For immediate release: January 29, 2019


Contact: Evan Greer, 978-852-6457,

Letter supporting mega merger signed by 13 lawmakers contains unsubstantiated claims about consumer benefits.

Late Monday afternoon, POLITICO reported that a small handful of House lawmakers had issued a letter to the Federal Communications Commission (FCC) and Department of Justice (DOJ) supporting the merger of T-Mobile and Sprint. Led by reps Anna Eshoo and Billy Long, the letter misleadingly claims that that the merger will “provide consumers with lower costs,” even though experts have shown that less mobile competition will lead to higher wireless costs for the entire country, hurting marginalized and low-income communities the most.

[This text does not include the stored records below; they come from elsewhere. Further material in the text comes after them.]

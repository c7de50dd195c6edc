//! Page queries and simulated user input
//!
//! DOM structure and computed styles are read through in-page script
//! evaluation with serde-typed results; interactions that must look like
//! real input (clicks, typing, hover) go through element handles and raw
//! CDP input events so that form submission and `:hover` styling behave as
//! they would for a user.

use std::time::{Duration, Instant};

use chromiumoxide::cdp::browser_protocol::input::{
    DispatchMouseEventParams, DispatchMouseEventType,
};
use chromiumoxide::page::Page;
use serde::de::DeserializeOwned;
use tokio::time::sleep;
use tracing::trace;

use crate::error::{CaseError, CaseResult};

/// The one page a session owns, with bounded-wait query and input helpers.
pub struct PageHandle {
    page: Page,
    wait_timeout: Duration,
    poll_interval: Duration,
}

impl PageHandle {
    pub(crate) fn new(page: Page, wait_timeout: Duration, poll_interval: Duration) -> Self {
        Self {
            page,
            wait_timeout,
            poll_interval,
        }
    }

    /// Default deadline for bounded waits.
    pub fn wait_timeout(&self) -> Duration {
        self.wait_timeout
    }

    pub(crate) async fn goto(&self, url: &str) -> CaseResult<()> {
        trace!("goto {url}");
        self.page
            .goto(url)
            .await
            .map_err(|e| CaseError::execution(format!("navigation to {url} failed: {e}")))?;
        Ok(())
    }

    /// Evaluate a script expression and decode its result.
    pub async fn evaluate<T: DeserializeOwned>(&self, expression: &str) -> CaseResult<T> {
        let result = self
            .page
            .evaluate(expression)
            .await
            .map_err(|e| CaseError::execution(format!("script evaluation failed: {e}")))?;
        result
            .into_value::<T>()
            .map_err(|e| CaseError::execution(format!("could not decode script result: {e}")))
    }

    /// Number of elements matching a selector.
    pub async fn count(&self, selector: &str) -> CaseResult<u64> {
        let expression = format!(
            "document.querySelectorAll({}).length",
            js_string(selector)
        );
        self.evaluate(&expression).await
    }

    /// Whether the first match for a selector is rendered and visible.
    pub async fn is_visible(&self, selector: &str) -> CaseResult<bool> {
        let expression = format!(
            r#"(() => {{
                const el = document.querySelector({sel});
                if (!el) return false;
                const rect = el.getBoundingClientRect();
                const style = window.getComputedStyle(el);
                return rect.width > 0 && rect.height > 0
                    && style.display !== 'none' && style.visibility !== 'hidden';
            }})()"#,
            sel = js_string(selector)
        );
        self.evaluate(&expression).await
    }

    /// Rendered text of the first match for a selector.
    pub async fn inner_text(&self, selector: &str) -> CaseResult<String> {
        self.inner_text_nth(selector, 0).await
    }

    /// Rendered text of the index-th match for a selector, in document order.
    pub async fn inner_text_nth(&self, selector: &str, index: usize) -> CaseResult<String> {
        let expression = format!(
            r#"(() => {{
                const el = document.querySelectorAll({sel})[{index}];
                return el ? el.innerText : null;
            }})()"#,
            sel = js_string(selector)
        );
        let text: Option<String> = self.evaluate(&expression).await?;
        text.ok_or_else(|| {
            CaseError::execution(format!(
                "no element at index {index} for selector {selector}"
            ))
        })
    }

    /// Current value of the first input matching a selector.
    pub async fn input_value(&self, selector: &str) -> CaseResult<String> {
        let expression = format!(
            r#"(() => {{
                const el = document.querySelector({sel});
                return el ? el.value : null;
            }})()"#,
            sel = js_string(selector)
        );
        let value: Option<String> = self.evaluate(&expression).await?;
        value.ok_or_else(|| CaseError::execution(format!("no element matches selector {selector}")))
    }

    /// The page's current location.
    pub async fn current_url(&self) -> CaseResult<String> {
        self.evaluate("window.location.href").await
    }

    /// Click into an input and type a value, as a user would.
    pub async fn fill(&self, selector: &str, value: &str) -> CaseResult<()> {
        let element = self
            .page
            .find_element(selector)
            .await
            .map_err(|e| CaseError::execution(format!("no element matches selector {selector}: {e}")))?;
        element
            .click()
            .await
            .map_err(|e| CaseError::execution(format!("click on {selector} failed: {e}")))?;
        element
            .type_str(value)
            .await
            .map_err(|e| CaseError::execution(format!("typing into {selector} failed: {e}")))?;
        Ok(())
    }

    /// Click the first match for a selector.
    pub async fn click(&self, selector: &str) -> CaseResult<()> {
        self.click_nth(selector, 0).await
    }

    /// Click the index-th match for a selector, in document order.
    pub async fn click_nth(&self, selector: &str, index: usize) -> CaseResult<()> {
        let element = self.nth_element(selector, index).await?;
        element
            .click()
            .await
            .map_err(|e| CaseError::execution(format!("click on {selector}[{index}] failed: {e}")))?;
        Ok(())
    }

    /// Move the mouse over the index-th match, triggering `:hover` styling.
    pub async fn hover_nth(&self, selector: &str, index: usize) -> CaseResult<()> {
        let element = self.nth_element(selector, index).await?;
        element
            .scroll_into_view()
            .await
            .map_err(|e| CaseError::execution(format!("scroll to {selector}[{index}] failed: {e}")))?;
        let point = element
            .clickable_point()
            .await
            .map_err(|e| CaseError::execution(format!("{selector}[{index}] has no hoverable point: {e}")))?;
        let params = DispatchMouseEventParams::builder()
            .r#type(DispatchMouseEventType::MouseMoved)
            .x(point.x)
            .y(point.y)
            .build()
            .map_err(|e| CaseError::execution(e.to_string()))?;
        self.page
            .execute(params)
            .await
            .map_err(|e| CaseError::execution(format!("mouse move over {selector}[{index}] failed: {e}")))?;
        Ok(())
    }

    /// Poll until a selector matches, bounded by `deadline`.
    ///
    /// Returns whether the selector appeared. Use this when the deadline is
    /// itself the graded condition and a non-appearance should become an
    /// assertion failure rather than an execution error.
    pub async fn try_wait_for_selector(
        &self,
        selector: &str,
        deadline: Duration,
    ) -> CaseResult<bool> {
        let start = Instant::now();
        loop {
            if self.count(selector).await? > 0 {
                return Ok(true);
            }
            if start.elapsed() >= deadline {
                return Ok(false);
            }
            sleep(self.poll_interval).await;
        }
    }

    /// Poll until a selector matches; expiry is an execution error.
    pub async fn wait_for_selector(&self, selector: &str, deadline: Duration) -> CaseResult<()> {
        if self.try_wait_for_selector(selector, deadline).await? {
            Ok(())
        } else {
            Err(CaseError::execution(format!(
                "timed out after {}ms waiting for selector {selector}",
                deadline.as_millis()
            )))
        }
    }

    /// Poll until the page's location equals `expected`, bounded by
    /// `deadline`. Returns whether the location was reached.
    ///
    /// Evaluation failures while a navigation is in flight (the execution
    /// context is torn down between documents) count as "not there yet",
    /// not as case errors.
    pub async fn wait_for_url(&self, expected: &str, deadline: Duration) -> CaseResult<bool> {
        let start = Instant::now();
        loop {
            if matches!(self.current_url().await, Ok(url) if url == expected) {
                return Ok(true);
            }
            if start.elapsed() >= deadline {
                return Ok(false);
            }
            sleep(self.poll_interval).await;
        }
    }

    /// Give the page a moment to apply an interaction that is not expected
    /// to navigate (style recalculation, list mutation).
    pub async fn settle(&self, duration: Duration) {
        sleep(duration).await;
    }

    async fn nth_element(
        &self,
        selector: &str,
        index: usize,
    ) -> CaseResult<chromiumoxide::element::Element> {
        let mut elements = self
            .page
            .find_elements(selector)
            .await
            .map_err(|e| CaseError::execution(format!("no element matches selector {selector}: {e}")))?;
        if index >= elements.len() {
            return Err(CaseError::execution(format!(
                "selector {selector} matched {} elements, wanted index {index}",
                elements.len()
            )));
        }
        Ok(elements.swap_remove(index))
    }
}

/// Quote a raw string as a JavaScript string literal.
fn js_string(raw: &str) -> String {
    serde_json::Value::String(raw.to_string()).to_string()
}

#[cfg(test)]
mod tests {
    use super::*;

    #[test]
    fn test_js_string_quotes_selectors() {
        assert_eq!(js_string("form"), "\"form\"");
        assert_eq!(
            js_string("input[name='symbol1']"),
            "\"input[name='symbol1']\""
        );
        // Embedded double quotes must not break the generated script.
        assert_eq!(js_string(r#"a[href="/x"]"#), r#""a[href=\"/x\"]""#);
    }
}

Responding to this Monday’s letter. Fight for the Future Deputy Director Evan Greer (pronouns: she/her) had this to say:

“This letter looks like it was written by a T-Mobile lobbyist. No elected representative in their right mind should be supporting a merger that will lead to higher cell phone bills and fewer jobs for their constituents. How can anyone believe that less competition will lead to lower prices? Even Sprint and T-Mobile’s own FCC filings have indicated that prices will rise after the merger. We’re particularly disappointed to see Democrats who previously fought the FCC’s net neutrality repeal lining up to support a massive handout for T-Mobile and Sprint executives. It’s sad but unsurprising, given that the letter’s signatories have collectively taken over $2.4 million dollars from Internet service providers over the years. Politicians should have learned by now that they can’t bend over backwards to put telecom giants ahead of their constituents and expect to get away with it.”

Fight for the Future is leading an online campaign asking Congress and the FCC to reject the merger at To date over 70,000 people have taken action to stop the merger through online petitions run by digital rights groups including Fight for the Future, Free Press Action Fund, Demand Progress, Common Cause, Center for Media Justice, and OpenMedia.